## Stored data
——

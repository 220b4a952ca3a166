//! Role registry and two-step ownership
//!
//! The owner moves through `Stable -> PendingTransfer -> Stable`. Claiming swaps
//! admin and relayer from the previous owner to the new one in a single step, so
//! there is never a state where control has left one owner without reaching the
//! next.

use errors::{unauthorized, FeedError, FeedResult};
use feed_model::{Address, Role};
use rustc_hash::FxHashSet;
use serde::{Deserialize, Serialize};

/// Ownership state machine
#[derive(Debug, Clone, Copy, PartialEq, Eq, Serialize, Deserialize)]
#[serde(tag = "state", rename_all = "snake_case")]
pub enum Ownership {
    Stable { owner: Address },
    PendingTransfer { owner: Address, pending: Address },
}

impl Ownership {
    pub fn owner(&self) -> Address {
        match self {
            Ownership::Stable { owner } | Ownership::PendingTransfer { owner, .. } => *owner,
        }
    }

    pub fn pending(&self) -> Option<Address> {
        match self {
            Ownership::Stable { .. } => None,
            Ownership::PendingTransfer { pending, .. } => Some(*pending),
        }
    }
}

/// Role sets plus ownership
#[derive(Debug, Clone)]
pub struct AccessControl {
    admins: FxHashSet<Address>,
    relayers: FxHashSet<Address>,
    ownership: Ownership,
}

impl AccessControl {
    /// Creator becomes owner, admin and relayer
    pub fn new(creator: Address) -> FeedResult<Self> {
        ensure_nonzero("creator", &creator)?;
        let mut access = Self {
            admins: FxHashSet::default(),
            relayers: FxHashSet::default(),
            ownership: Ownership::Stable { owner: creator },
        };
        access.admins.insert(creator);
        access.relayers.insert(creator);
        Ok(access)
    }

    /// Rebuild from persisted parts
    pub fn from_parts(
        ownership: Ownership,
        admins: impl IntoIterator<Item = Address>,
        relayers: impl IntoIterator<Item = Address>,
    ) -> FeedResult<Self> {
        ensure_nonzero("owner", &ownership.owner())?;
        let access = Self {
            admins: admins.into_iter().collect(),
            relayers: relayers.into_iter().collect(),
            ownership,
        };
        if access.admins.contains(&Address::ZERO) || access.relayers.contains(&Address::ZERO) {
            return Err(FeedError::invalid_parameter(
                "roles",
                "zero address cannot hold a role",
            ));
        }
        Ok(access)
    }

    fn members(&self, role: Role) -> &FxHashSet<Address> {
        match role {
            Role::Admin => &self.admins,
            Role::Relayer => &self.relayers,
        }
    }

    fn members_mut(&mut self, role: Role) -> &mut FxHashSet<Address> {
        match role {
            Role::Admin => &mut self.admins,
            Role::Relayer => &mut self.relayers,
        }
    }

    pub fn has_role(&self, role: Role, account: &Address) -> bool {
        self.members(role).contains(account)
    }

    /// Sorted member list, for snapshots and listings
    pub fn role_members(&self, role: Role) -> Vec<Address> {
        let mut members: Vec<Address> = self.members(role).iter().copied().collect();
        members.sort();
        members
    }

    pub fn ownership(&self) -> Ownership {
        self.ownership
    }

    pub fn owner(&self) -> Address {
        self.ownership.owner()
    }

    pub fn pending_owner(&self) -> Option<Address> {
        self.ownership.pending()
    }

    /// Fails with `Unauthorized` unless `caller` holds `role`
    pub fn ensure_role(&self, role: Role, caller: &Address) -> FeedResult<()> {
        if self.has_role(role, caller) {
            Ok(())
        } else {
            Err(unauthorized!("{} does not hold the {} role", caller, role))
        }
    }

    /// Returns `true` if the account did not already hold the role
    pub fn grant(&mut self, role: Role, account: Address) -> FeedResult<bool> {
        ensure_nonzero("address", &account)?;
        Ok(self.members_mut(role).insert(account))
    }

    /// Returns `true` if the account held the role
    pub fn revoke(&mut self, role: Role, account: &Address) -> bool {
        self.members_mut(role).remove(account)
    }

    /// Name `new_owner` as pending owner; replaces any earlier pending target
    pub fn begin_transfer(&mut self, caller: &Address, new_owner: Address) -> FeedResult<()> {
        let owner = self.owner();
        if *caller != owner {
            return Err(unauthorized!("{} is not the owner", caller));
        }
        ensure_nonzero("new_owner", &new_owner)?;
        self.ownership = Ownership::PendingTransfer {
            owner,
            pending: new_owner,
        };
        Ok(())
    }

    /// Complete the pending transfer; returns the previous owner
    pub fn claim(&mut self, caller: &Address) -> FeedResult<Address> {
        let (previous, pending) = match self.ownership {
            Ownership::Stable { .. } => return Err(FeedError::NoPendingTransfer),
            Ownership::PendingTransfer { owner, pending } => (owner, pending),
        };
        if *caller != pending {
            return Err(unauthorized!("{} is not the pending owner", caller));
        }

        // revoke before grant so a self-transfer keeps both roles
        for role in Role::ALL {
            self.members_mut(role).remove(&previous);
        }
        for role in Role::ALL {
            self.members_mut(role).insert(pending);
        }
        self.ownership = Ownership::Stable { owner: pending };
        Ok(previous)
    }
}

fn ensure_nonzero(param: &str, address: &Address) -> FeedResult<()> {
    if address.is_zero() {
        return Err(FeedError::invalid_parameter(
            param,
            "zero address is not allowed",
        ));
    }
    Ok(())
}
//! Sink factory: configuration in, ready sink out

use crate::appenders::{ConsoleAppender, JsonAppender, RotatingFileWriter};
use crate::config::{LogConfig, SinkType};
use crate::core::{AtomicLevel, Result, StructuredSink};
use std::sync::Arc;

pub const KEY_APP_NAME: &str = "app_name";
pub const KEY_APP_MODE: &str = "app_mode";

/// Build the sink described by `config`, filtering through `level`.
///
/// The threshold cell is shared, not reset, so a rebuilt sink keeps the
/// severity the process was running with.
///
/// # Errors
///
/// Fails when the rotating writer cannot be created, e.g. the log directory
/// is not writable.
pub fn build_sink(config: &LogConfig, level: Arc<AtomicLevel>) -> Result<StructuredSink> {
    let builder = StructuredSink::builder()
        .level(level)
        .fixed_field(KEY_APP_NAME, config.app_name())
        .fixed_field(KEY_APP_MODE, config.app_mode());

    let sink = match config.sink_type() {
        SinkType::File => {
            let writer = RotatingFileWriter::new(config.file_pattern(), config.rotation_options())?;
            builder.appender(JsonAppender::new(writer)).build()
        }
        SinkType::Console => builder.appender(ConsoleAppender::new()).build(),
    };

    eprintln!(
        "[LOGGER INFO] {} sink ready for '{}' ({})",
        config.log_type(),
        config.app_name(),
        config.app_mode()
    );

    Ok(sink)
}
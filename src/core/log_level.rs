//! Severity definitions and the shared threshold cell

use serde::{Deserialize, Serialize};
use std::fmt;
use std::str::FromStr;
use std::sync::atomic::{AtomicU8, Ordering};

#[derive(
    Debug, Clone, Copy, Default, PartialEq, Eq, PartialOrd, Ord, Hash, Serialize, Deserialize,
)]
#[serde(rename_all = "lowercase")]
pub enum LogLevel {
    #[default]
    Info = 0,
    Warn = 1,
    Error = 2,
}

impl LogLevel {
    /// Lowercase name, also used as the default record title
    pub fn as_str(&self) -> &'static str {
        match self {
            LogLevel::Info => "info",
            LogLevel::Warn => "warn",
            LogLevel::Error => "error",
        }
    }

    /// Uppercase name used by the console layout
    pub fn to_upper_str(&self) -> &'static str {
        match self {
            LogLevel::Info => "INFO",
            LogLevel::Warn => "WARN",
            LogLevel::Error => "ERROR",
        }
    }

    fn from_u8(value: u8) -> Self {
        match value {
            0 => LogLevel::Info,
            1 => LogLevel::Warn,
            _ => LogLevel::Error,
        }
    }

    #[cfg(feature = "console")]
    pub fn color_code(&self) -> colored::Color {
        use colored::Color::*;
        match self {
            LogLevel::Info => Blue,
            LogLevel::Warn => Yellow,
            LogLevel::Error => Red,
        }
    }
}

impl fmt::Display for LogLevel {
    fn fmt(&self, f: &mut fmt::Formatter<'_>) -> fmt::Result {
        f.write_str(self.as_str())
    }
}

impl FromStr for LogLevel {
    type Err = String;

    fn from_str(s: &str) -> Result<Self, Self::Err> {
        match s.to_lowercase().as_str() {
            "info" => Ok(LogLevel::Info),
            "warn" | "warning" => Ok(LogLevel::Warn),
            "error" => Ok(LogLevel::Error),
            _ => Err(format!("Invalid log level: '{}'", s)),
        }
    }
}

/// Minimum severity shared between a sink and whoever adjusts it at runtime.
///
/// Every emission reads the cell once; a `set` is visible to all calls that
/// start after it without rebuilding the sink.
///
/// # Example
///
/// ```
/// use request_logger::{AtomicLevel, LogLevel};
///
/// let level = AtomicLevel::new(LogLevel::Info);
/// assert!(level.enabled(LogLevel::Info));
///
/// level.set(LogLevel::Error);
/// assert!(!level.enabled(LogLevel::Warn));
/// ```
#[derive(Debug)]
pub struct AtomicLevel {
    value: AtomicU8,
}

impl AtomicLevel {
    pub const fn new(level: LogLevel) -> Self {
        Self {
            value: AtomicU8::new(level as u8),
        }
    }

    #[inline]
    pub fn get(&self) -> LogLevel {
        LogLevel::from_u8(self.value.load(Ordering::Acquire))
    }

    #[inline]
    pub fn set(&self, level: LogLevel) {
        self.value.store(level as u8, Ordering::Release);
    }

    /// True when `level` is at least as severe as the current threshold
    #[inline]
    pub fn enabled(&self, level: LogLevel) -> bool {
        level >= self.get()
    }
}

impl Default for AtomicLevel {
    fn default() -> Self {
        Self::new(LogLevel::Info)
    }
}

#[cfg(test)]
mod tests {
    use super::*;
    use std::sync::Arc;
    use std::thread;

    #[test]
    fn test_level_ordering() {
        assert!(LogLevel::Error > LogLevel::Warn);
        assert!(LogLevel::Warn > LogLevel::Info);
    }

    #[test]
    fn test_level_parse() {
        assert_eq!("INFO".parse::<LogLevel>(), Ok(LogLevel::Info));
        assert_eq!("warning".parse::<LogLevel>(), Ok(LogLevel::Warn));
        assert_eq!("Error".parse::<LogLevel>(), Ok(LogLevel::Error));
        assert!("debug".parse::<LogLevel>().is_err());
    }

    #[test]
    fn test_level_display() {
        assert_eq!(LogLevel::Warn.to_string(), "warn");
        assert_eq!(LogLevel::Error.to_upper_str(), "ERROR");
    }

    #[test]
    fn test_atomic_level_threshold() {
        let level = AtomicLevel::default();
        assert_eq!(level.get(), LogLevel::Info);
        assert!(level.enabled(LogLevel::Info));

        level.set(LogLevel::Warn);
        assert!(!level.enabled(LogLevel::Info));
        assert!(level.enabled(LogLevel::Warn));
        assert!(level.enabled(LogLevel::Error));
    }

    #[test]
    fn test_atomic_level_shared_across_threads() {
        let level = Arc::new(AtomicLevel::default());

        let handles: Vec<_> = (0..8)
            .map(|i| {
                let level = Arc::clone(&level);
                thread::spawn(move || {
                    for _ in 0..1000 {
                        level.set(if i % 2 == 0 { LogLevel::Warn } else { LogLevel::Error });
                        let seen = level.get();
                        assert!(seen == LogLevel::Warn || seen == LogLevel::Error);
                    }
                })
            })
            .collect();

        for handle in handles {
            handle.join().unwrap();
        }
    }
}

——

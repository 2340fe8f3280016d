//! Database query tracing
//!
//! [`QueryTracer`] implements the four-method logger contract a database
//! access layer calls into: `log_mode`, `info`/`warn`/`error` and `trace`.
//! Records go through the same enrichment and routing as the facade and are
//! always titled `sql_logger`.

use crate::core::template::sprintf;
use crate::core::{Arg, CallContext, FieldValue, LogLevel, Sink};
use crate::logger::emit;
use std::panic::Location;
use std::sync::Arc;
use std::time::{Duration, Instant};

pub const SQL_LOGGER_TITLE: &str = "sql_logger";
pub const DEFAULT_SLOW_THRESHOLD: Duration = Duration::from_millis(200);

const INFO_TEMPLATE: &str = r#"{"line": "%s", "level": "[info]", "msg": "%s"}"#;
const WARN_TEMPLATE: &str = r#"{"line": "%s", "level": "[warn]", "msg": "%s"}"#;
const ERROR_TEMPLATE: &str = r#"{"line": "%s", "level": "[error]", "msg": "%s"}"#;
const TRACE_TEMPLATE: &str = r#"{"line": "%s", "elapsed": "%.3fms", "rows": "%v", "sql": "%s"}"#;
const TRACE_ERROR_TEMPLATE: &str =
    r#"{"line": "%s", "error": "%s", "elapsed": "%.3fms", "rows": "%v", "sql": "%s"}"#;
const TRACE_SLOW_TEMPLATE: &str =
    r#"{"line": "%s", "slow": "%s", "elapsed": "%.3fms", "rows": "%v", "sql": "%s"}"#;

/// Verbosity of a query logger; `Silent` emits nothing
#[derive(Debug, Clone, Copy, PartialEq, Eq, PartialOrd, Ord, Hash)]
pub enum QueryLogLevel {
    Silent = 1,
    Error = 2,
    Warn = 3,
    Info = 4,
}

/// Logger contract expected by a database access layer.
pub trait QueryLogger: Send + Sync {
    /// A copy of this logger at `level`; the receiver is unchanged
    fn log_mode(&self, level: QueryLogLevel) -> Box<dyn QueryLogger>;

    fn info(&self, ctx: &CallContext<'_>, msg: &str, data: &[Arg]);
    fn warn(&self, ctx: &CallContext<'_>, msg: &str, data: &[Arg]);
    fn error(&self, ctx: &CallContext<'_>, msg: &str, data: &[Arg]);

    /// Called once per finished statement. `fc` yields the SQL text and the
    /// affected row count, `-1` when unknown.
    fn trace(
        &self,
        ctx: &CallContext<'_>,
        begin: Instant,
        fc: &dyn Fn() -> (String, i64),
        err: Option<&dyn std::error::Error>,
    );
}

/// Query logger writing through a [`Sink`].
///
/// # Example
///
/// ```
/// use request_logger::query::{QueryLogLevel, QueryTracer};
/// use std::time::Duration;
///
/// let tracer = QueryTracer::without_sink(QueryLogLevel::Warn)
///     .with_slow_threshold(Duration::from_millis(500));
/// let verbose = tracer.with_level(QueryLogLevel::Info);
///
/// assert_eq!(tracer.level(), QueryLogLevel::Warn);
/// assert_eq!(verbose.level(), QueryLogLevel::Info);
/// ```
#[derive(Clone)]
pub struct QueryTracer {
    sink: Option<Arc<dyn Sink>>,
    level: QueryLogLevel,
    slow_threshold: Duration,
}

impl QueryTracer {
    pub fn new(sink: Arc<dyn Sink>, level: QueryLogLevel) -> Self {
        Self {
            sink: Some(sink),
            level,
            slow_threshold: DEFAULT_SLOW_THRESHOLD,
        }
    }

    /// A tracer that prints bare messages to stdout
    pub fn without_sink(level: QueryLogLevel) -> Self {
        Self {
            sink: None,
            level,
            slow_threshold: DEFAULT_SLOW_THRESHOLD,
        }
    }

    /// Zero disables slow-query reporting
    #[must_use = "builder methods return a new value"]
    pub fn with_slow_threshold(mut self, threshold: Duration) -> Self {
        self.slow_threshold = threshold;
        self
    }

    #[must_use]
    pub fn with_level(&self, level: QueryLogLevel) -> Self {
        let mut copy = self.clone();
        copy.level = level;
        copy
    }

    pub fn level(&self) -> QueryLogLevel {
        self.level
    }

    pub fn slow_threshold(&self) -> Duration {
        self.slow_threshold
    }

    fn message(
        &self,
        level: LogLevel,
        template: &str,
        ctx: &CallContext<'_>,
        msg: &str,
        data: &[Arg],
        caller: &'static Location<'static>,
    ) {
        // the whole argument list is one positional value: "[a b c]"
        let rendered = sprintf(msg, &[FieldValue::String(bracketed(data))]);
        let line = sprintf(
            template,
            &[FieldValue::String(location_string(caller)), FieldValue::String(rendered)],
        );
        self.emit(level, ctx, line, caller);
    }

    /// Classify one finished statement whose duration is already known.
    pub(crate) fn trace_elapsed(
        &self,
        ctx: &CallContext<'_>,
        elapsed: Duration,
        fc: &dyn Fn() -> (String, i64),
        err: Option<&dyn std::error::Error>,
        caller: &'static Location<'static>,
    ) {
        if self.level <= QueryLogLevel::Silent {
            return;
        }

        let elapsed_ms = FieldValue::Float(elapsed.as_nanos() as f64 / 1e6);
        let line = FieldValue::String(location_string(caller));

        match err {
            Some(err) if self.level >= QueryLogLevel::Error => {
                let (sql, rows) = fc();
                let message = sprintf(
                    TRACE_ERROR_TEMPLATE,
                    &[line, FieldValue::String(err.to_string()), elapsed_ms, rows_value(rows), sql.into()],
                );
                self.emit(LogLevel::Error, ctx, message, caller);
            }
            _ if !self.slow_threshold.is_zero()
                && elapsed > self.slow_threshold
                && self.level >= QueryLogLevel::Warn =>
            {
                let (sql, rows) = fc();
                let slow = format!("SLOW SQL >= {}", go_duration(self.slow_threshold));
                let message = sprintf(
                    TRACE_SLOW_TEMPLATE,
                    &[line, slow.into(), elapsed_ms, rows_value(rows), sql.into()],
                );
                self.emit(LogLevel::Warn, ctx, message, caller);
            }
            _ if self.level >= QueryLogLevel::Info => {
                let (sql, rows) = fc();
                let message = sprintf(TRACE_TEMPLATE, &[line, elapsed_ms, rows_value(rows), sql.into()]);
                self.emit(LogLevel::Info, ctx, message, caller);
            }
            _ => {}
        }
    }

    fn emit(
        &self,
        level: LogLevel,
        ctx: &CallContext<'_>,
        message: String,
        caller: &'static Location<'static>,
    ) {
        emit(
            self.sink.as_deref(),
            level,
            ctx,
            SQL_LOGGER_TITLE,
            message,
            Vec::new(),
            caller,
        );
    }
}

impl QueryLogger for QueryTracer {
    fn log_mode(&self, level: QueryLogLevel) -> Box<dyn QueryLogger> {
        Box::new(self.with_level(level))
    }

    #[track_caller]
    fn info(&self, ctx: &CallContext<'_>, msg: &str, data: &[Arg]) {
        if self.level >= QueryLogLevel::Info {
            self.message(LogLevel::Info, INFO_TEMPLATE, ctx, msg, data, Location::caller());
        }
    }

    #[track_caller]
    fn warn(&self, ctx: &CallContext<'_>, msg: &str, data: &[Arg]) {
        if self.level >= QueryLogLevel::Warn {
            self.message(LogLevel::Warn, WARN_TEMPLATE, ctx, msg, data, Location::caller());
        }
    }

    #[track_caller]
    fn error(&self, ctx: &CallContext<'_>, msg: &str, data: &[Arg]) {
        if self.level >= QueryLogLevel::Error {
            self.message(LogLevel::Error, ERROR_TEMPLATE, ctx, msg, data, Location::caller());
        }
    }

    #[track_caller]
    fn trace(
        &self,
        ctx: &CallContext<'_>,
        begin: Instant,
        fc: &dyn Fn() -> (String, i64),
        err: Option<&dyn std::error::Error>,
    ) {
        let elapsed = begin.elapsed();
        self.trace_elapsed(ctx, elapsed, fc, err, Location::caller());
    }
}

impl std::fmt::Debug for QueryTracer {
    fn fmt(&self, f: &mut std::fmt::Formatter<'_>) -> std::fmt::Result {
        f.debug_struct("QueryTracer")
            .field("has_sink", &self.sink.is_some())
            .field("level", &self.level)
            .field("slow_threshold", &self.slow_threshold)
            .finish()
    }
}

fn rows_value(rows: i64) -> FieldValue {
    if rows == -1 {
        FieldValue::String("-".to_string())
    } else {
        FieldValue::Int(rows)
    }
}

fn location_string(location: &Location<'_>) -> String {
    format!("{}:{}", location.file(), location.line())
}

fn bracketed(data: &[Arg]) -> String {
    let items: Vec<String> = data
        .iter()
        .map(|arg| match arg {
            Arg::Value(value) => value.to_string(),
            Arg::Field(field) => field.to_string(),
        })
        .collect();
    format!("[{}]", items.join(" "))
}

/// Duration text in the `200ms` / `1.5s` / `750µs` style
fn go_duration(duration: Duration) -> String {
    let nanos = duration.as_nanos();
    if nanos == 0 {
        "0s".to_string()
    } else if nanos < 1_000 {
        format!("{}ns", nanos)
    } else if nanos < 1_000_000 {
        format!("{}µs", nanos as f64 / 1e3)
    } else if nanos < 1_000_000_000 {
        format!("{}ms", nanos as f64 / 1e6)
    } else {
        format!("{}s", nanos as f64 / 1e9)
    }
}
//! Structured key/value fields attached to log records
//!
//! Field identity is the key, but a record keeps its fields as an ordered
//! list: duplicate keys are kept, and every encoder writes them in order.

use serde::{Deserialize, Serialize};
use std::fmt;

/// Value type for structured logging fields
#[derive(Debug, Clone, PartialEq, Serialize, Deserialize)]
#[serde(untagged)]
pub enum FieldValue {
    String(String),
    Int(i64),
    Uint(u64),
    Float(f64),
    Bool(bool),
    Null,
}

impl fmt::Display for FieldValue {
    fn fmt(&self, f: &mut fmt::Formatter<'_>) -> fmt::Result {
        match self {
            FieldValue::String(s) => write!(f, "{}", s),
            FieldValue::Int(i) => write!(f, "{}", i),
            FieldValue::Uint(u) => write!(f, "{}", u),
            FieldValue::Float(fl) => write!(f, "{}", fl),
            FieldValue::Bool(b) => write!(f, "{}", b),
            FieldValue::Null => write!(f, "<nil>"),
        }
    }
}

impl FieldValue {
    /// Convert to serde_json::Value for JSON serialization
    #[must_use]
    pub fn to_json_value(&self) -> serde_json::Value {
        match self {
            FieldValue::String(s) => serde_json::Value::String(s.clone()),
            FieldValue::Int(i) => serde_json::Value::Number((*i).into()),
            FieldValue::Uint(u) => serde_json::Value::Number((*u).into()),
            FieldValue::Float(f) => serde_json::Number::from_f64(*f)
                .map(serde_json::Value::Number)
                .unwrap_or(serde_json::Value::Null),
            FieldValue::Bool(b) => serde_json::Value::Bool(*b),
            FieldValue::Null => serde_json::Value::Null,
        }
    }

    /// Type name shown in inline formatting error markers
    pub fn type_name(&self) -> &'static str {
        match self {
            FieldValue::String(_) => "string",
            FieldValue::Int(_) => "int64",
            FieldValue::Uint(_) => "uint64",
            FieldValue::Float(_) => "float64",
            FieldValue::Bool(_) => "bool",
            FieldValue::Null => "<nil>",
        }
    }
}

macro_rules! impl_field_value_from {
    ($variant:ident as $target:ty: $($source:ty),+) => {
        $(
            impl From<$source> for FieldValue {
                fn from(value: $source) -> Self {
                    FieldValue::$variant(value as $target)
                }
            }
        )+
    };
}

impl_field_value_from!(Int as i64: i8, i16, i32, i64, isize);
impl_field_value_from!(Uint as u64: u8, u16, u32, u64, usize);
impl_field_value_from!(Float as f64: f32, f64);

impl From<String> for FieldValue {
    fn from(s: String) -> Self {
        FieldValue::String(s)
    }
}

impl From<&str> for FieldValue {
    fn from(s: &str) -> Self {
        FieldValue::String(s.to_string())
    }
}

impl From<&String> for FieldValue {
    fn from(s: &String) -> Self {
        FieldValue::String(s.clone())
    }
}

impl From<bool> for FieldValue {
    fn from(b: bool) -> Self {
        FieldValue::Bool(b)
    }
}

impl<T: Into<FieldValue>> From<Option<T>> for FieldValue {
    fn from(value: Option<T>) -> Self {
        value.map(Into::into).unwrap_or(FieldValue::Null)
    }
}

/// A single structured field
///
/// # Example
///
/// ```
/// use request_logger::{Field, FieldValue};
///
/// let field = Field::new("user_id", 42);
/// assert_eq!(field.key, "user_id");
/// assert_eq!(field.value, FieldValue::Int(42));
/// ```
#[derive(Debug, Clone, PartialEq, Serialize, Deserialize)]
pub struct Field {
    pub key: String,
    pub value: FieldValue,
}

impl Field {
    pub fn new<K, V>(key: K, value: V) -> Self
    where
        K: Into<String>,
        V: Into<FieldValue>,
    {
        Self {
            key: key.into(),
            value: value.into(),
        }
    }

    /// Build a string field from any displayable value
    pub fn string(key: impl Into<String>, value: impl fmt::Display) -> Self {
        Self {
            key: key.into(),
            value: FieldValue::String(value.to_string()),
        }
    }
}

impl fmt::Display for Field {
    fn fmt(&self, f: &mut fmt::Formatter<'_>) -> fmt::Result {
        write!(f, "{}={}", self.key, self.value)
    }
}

——

From the records above, retype only the lines starting at the line that contains "repository 220b4a952ca3a166" and ending at the line that contains "#[derive(Debug, Clone)]", both included.

## Output below
repository 220b4a952ca3a166
//! Role registry and two-step ownership
//!
//! The owner moves through `Stable -> PendingTransfer -> Stable`. Claiming swaps
//! admin and relayer from the previous owner to the new one in a single step, so
//! there is never a state where control has left one owner without reaching the
//! next.

use errors::{unauthorized, FeedError, FeedResult};
use feed_model::{Address, Role};
use rustc_hash::FxHashSet;
use serde::{Deserialize, Serialize};

/// Ownership state machine
#[derive(Debug, Clone, Copy, PartialEq, Eq, Serialize, Deserialize)]
#[serde(tag = "state", rename_all = "snake_case")]
pub enum Ownership {
    Stable { owner: Address },
    PendingTransfer { owner: Address, pending: Address },
}

impl Ownership {
    pub fn owner(&self) -> Address {
        match self {
            Ownership::Stable { owner } | Ownership::PendingTransfer { owner, .. } => *owner,
        }
    }

    pub fn pending(&self) -> Option<Address> {
        match self {
            Ownership::Stable { .. } => None,
            Ownership::PendingTransfer { pending, .. } => Some(*pending),
        }
    }
}

/// Role sets plus ownership
#[derive(Debug, Clone)]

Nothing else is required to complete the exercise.